Re e regina apparivano dunque indissolubili anche nella gestione del potere. In molte raffigurazioni Nefertiti maneggia lo scettro dell'autorità suprema o appare sola davanti all'altare del dio Aton. Sui "pilastri di Nefertiti" (ritrovati sempre a Karnak) la regina è raffigurata mentre suona il sistro ed è indicata come "colei che trovò Aton" un titolo equivalente a quello attribuito ad Akhenaton.
SISTRO CON HATHOR
Tutto questo ha portato molti egittologi a considerare Nefertiti una vera e propria donna-faraone, situazione che nell'Antico Egitto non era poi così inusuale.

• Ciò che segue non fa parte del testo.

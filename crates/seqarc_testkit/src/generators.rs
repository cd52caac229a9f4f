//! Property-based test generators using proptest.
//!
//! Ranges are drawn from a window wider than the content on both sides, so
//! negative, reversed and out-of-range bounds all show up.

use proptest::prelude::*;

/// Largest offset magnitude generated for range bounds.
pub const MAX_OFFSET: i64 = 80;

/// Strategy for generating region content.
pub fn content_strategy(max_len: usize) -> impl Strategy<Value = Vec<u8>> {
    prop::collection::vec(prop::sample::select(b"ACGT".to_vec()), 0..=max_len)
}

/// Strategy for generating segment capacities.
pub fn capacity_strategy() -> impl Strategy<Value = usize> {
    1usize..=16
}

/// Strategy for generating valid region names.
pub fn region_name_strategy() -> impl Strategy<Value = String> {
    prop::string::string_regex("[a-zA-Z][a-zA-Z0-9]{0,15}").expect("Invalid regex")
}

/// Strategy for generating a range bound.
pub fn offset_strategy() -> impl Strategy<Value = i64> {
    -MAX_OFFSET..=MAX_OFFSET
}

/// An edit applied to a region.
#[derive(Debug, Clone)]
pub enum EditOperation {
    /// Replace `[start, end)` with `data`
    Write {
        /// Replacement content
        data: Vec<u8>,
        /// Start bound
        start: i64,
        /// End bound (the region size when absent)
        end: Option<i64>,
    },
    /// Append `data`
    Append {
        /// Appended content
        data: Vec<u8>,
    },
    /// Prepend `data`
    Prepend {
        /// Prepended content
        data: Vec<u8>,
    },
    /// Remove `[start, end)`
    Clear {
        /// Start bound
        start: i64,
        /// End bound
        end: i64,
    },
    /// Re-chunk with a new capacity
    SetCapacity {
        /// New capacity
        capacity: usize,
    },
    /// Persist every segment
    Persist,
}

/// Strategy for generating edit operations.
pub fn edit_operation_strategy() -> impl Strategy<Value = EditOperation> {
    prop_oneof![
        4 => (content_strategy(30), offset_strategy(), prop::option::of(offset_strategy()))
            .prop_map(|(data, start, end)| EditOperation::Write { data, start, end }),
        2 => content_strategy(25).prop_map(|data| EditOperation::Append { data }),
        2 => content_strategy(25).prop_map(|data| EditOperation::Prepend { data }),
        2 => (offset_strategy(), offset_strategy())
            .prop_map(|(start, end)| EditOperation::Clear { start, end }),
        1 => capacity_strategy().prop_map(|capacity| EditOperation::SetCapacity { capacity }),
        1 => Just(EditOperation::Persist),
    ]
}

/// Strategy for generating a sequence of edits.
pub fn edit_sequence_strategy(
    min_ops: usize,
    max_ops: usize,
) -> impl Strategy<Value = Vec<EditOperation>> {
    prop::collection::vec(edit_operation_strategy(), min_ops..max_ops)
}

/// Configuration for property tests.
#[derive(Debug, Clone)]
pub struct PropTestConfig {
    /// Number of test cases to run.
    pub cases: u32,
    /// Maximum shrink iterations.
    pub max_shrink_iters: u32,
}

impl Default for PropTestConfig {
    fn default() -> Self {
        Self {
            cases: 256,
            max_shrink_iters: 1000,
        }
    }
}

impl PropTestConfig {
    /// Creates a configuration for quick tests.
    #[must_use]
    pub fn quick() -> Self {
        Self {
            cases: 32,
            max_shrink_iters: 100,
        }
    }

    /// Creates a configuration for thorough tests.
    #[must_use]
    pub fn thorough() -> Self {
        Self {
            cases: 1024,
            max_shrink_iters: 10000,
        }
    }

    /// Converts to proptest config.
    #[must_use]
    pub fn to_proptest_config(&self) -> ProptestConfig {
        ProptestConfig {
            cases: self.cases,
            max_shrink_iters: self.max_shrink_iters,
            ..ProptestConfig::default()
        }
    }
}

#[cfg(test)]
mod tests {
    use super::*;

    proptest! {
        #![proptest_config(PropTestConfig::quick().to_proptest_config())]

        #[test]
        fn content_is_nucleotides(content in content_strategy(50)) {
            prop_assert!(content.len() <= 50);
            prop_assert!(content.iter().all(|b| b"ACGT".contains(b)));
        }

        #[test]
        fn region_name_is_valid(name in region_name_strategy()) {
            let first = name.chars().next();
            prop_assert!(first.is_some_and(|c| c.is_ascii_alphabetic()));
        }

        #[test]
        fn capacities_are_positive(capacity in capacity_strategy()) {
            prop_assert!(capacity >= 1);
        }
    }
}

Le donne egizie avevano grande autorità e autonomia anche perchè i sovrani racchiudevano in sè, come gli dei, i principi del maschile e del femminile. Già in passato alcune donne avevano regnato come veri faraoni: tra esse Nitocris, che chiuse la Vi dinastia
e Sobekneferu che pose fine alla XII.
In seguito Ahhotep passò alla storia come "la regina guerriera" perchè ebbe un ruolo fondamentale nella lunga lotta di liberazione contro gli invasori Hyksos.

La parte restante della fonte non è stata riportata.